Из дневника Льва Николаевича Толстого
21 октября
Ходил не думая. Дома много писем*, отвечал. Попробовал продолжать «О социализме» и решил бросить. Дурно начато, да и не нужно. Будут только повторения. Потом пришли Ясенские «лобовые» (призывники в армию из крестьян. — В. Р.). Говорил с ними. Слишком мы далеки: не понимаем друг друга. Ходил по саду. Обед. Вечером приехал Дунаев (А. Н. Дунаев, единомышленник Л. Н. Толстого. — В. Р.). Много говорит. Устал. Одиночества мучительно хочется. Что-то было записать, забыл. В таком состоянии, как теперь, хорошо и очень хорошо то, что чувствуешь презрение к себе. С Софьей Андреевной хорошо.

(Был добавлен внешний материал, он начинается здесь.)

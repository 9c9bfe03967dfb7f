use ratatui::Frame;
use ratatui::layout::Rect;
use ratatui::style::{Modifier, Style};
use ratatui::text::{Line, Span};
use ratatui::widgets::{Block, Borders, Clear, Paragraph};

use super::{EMPTY_PLACEHOLDER, SessionsState};
use crate::common::truncate_with_ellipsis;
use crate::features::chrome::Palette;

/// Sidebar width in columns, borders included.
pub const SIDEBAR_WIDTH: u16 = 34;

const DELETE_GLYPH: &str = "✕";

pub fn render_sidebar(frame: &mut Frame, area: Rect, state: &SessionsState, palette: &Palette) {
    frame.render_widget(Clear, area);
    let block = Block::default()
        .borders(Borders::ALL)
        .border_style(Style::default().fg(palette.border))
        .title(" Chat history ")
        .title_style(
            Style::default()
                .fg(palette.accent)
                .add_modifier(Modifier::BOLD),
        )
        .style(Style::default().bg(palette.bg).fg(palette.fg));
    let inner = block.inner(area);
    frame.render_widget(block, area);

    let list_height = inner.height.saturating_sub(1);
    let lines = sidebar_lines(state, palette, inner.width, list_height as usize);
    frame.render_widget(
        Paragraph::new(lines),
        Rect::new(inner.x, inner.y, inner.width, list_height),
    );

    let hints = Line::from(Span::styled(
        "↑↓ select · ⏎ open · d delete · n new",
        Style::default().fg(palette.muted),
    ));
    frame.render_widget(
        Paragraph::new(hints),
        Rect::new(inner.x, inner.y + list_height, inner.width, 1),
    );
}

/// Builds the visible rows, scrolled so the selected row stays in view.
pub fn sidebar_lines(
    state: &SessionsState,
    palette: &Palette,
    width: u16,
    height: usize,
) -> Vec<Line<'static>> {
    if state.is_empty() {
        return vec![Line::from(Span::styled(
            EMPTY_PLACEHOLDER,
            Style::default()
                .fg(palette.muted)
                .add_modifier(Modifier::ITALIC),
        ))];
    }

    let rows = state.rows();
    let selected = rows.iter().position(|r| r.selected).unwrap_or(0);
    let skip = (selected + 1).saturating_sub(height.max(1));
    // marker (2) + title + gap (1) + delete glyph (1)
    let title_width = (width as usize).saturating_sub(4);

    rows.iter()
        .skip(skip)
        .take(height.max(1))
        .map(|row| {
            let mut style = Style::default().fg(palette.fg);
            if row.active {
                style = style.fg(palette.accent).add_modifier(Modifier::BOLD);
            }
            if row.selected {
                style = style.bg(palette.selection_bg);
            }
            let marker = if row.active { "● " } else { "  " };
            let title = truncate_with_ellipsis(row.title, title_width);
            let pad = title_width.saturating_sub(unicode_width::UnicodeWidthStr::width(
                title.as_str(),
            ));
            Line::from(vec![
                Span::styled(marker, style),
                Span::styled(format!("{title}{} ", " ".repeat(pad)), style),
                Span::styled(DELETE_GLYPH, style.fg(palette.muted)),
            ])
        })
        .collect()
}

* Из комментариев Николая Сергеевича Родионова:
«21 октября Толстой ответил на семь писем[97]: 1) оренбургскому крестьянину Павлу Брызгалову — о ненужности устройства особых общин для христианской жизни, так как „Царство Божие внутри вас есть“; 2) неизвестной гимназистке из Саранска, по поводу ее критики окружающей среды; 3) Петру Подмарькову — о целомудрии; 4) крестьянину из Костромы Алексею Яковлевичу Смирнову, по поводу его разочарования в „социалистических теориях“ и его согласия с жизнепониманием Толстого; 5) Виктору Дмитриевичу Строганову (р. 1848 г.) из Одессы — о смысле жизни; 6) своему старому единомышленнику Ивану Михайловичу Трегубову, по поводу устроенной им в Петербурге „общины свободных христиан“; 7) С. А. Трейгеру — о сионизме»[98]. [Также он написал еще два рекомендательных письма с просьбой о месте для сына М. П. Новикова. — В. Р.].
Из «Дневника для одного себя»
Льва Николаевича Толстого
21 октября
Очень тяжело несу свое испытание. Слова Новикова: «Походил кнутом, много лучше стала» (об отношениях мужа и жены. — В. Р.) и Ивана: «В нашем быту вожжами», все вспоминаются, и недоволен собой. Ночью думал об отъезде. Саша много говорила с ней, а я с трудом удерживаю недоброе чувство.
22 октября
Ничего враждебного нет с ее стороны, но мне тяжело это притворство с обеих сторон. […]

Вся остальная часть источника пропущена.